__The problem__.
Your answer should repeat the listing in full, with no line missing or altered.
____ Data excerpts
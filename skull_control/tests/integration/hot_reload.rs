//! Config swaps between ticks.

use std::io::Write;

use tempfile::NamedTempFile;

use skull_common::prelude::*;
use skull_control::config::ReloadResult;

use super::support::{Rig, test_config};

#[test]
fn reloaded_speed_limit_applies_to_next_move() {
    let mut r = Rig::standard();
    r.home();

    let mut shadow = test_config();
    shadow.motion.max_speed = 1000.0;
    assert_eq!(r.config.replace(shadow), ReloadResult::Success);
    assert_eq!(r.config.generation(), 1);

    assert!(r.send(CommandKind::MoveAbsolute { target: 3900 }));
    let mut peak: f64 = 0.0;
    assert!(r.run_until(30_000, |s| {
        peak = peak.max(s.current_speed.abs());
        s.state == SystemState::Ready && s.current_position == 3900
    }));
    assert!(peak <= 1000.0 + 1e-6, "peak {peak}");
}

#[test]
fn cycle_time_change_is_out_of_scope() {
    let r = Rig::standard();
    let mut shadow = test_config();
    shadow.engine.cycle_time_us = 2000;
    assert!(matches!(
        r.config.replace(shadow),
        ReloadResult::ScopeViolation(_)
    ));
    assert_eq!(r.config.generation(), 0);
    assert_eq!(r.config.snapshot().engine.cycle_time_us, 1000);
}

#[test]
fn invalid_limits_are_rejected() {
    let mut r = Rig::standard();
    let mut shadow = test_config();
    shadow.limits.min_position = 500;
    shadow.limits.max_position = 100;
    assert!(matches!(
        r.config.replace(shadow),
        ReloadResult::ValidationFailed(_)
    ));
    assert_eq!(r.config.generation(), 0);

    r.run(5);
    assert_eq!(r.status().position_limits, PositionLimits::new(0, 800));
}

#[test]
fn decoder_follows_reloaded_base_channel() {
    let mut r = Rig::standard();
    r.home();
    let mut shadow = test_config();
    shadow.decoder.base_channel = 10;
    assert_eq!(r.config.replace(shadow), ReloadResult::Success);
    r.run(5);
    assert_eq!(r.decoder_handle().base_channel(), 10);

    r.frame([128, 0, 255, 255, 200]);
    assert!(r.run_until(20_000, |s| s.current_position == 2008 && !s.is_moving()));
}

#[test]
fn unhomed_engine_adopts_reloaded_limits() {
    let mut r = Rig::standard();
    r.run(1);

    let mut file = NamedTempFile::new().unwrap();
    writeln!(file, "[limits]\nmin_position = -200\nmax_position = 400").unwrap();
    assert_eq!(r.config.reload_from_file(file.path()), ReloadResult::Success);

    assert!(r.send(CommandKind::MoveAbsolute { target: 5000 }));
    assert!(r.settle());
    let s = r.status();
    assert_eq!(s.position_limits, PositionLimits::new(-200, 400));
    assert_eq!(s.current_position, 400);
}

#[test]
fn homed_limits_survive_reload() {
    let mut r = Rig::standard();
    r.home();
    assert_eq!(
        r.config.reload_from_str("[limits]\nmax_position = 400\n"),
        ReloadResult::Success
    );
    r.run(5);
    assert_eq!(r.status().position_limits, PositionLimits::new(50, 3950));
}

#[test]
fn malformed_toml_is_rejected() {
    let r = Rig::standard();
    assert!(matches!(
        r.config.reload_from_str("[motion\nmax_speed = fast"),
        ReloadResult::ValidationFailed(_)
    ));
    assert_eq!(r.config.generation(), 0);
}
________
__Exercise output__.
filename skull_control/tests/integration/hot_reload.rs
//! Config swaps between ticks.

use std::io::Write;

use tempfile::NamedTempFile;

use skull_common::prelude::*;
use skull_control::config::ReloadResult;

use super::support::{Rig, test_config};

#[test]
fn reloaded_speed_limit_applies_to_next_move() {
    let mut r = Rig::standard();
    r.home();

    let mut shadow = test_config();
    shadow.motion.max_speed = 1000.0;
    assert_eq!(r.config.replace(shadow), ReloadResult::Success);
    assert_eq!(r.config.generation(), 1);

    assert!(r.send(CommandKind::MoveAbsolute { target: 3900 }));
    let mut peak: f64 = 0.0;
    assert!(r.run_until(30_000, |s| {
        peak = peak.max(s.current_speed.abs());
        s.state == SystemState::Ready && s.current_position == 3900
    }));
    assert!(peak <= 1000.0 + 1e-6, "peak {peak}");
}

#[test]
fn cycle_time_change_is_out_of_scope() {
    let r = Rig::standard();
    let mut shadow = test_config();
    shadow.engine.cycle_time_us = 2000;
    assert!(matches!(
        r.config.replace(shadow),
        ReloadResult::ScopeViolation(_)
    ));
    assert_eq!(r.config.generation(), 0);
    assert_eq!(r.config.snapshot().engine.cycle_time_us, 1000);
}

#[test]
fn invalid_limits_are_rejected() {
    let mut r = Rig::standard();
    let mut shadow = test_config();
    shadow.limits.min_position = 500;
    shadow.limits.max_position = 100;
    assert!(matches!(
        r.config.replace(shadow),
        ReloadResult::ValidationFailed(_)
    ));
    assert_eq!(r.config.generation(), 0);

    r.run(5);
    assert_eq!(r.status().position_limits, PositionLimits::new(0, 800));
}

#[test]
fn decoder_follows_reloaded_base_channel() {
    let mut r = Rig::standard();
    r.home();
    let mut shadow = test_config();
    shadow.decoder.base_channel = 10;
    assert_eq!(r.config.replace(shadow), ReloadResult::Success);
    r.run(5);
    assert_eq!(r.decoder_handle().base_channel(), 10);

    r.frame([128, 0, 255, 255, 200]);
    assert!(r.run_until(20_000, |s| s.current_position == 2008 && !s.is_moving()));
}

#[test]
fn unhomed_engine_adopts_reloaded_limits() {
    let mut r = Rig::standard();
    r.run(1);

    let mut file = NamedTempFile::new().unwrap();
    writeln!(file, "[limits]\nmin_position = -200\nmax_position = 400").unwrap();
    assert_eq!(r.config.reload_from_file(file.path()), ReloadResult::Success);

    assert!(r.send(CommandKind::MoveAbsolute { target: 5000 }));
    assert!(r.settle());
    let s = r.status();
    assert_eq!(s.position_limits, PositionLimits::new(-200, 400));
    assert_eq!(s.current_position, 400);
}

#[test]
fn homed_limits_survive_reload() {
    let mut r = Rig::standard();
    r.home();
    assert_eq!(
        r.config.reload_from_str("[limits]\nmax_position = 400\n"),
        ReloadResult::Success
    );
    r.run(5);
    assert_eq!(r.status().position_limits, PositionLimits::new(50, 3950));
}

#[test]
fn malformed_toml_is_rejected() {
    let r = Rig::standard();
    assert!(matches!(
        r.config.reload_from_str("[motion\nmax_speed = fast"),
        ReloadResult::ValidationFailed(_)
    ));
    assert_eq!(r.config.generation(), 0);
}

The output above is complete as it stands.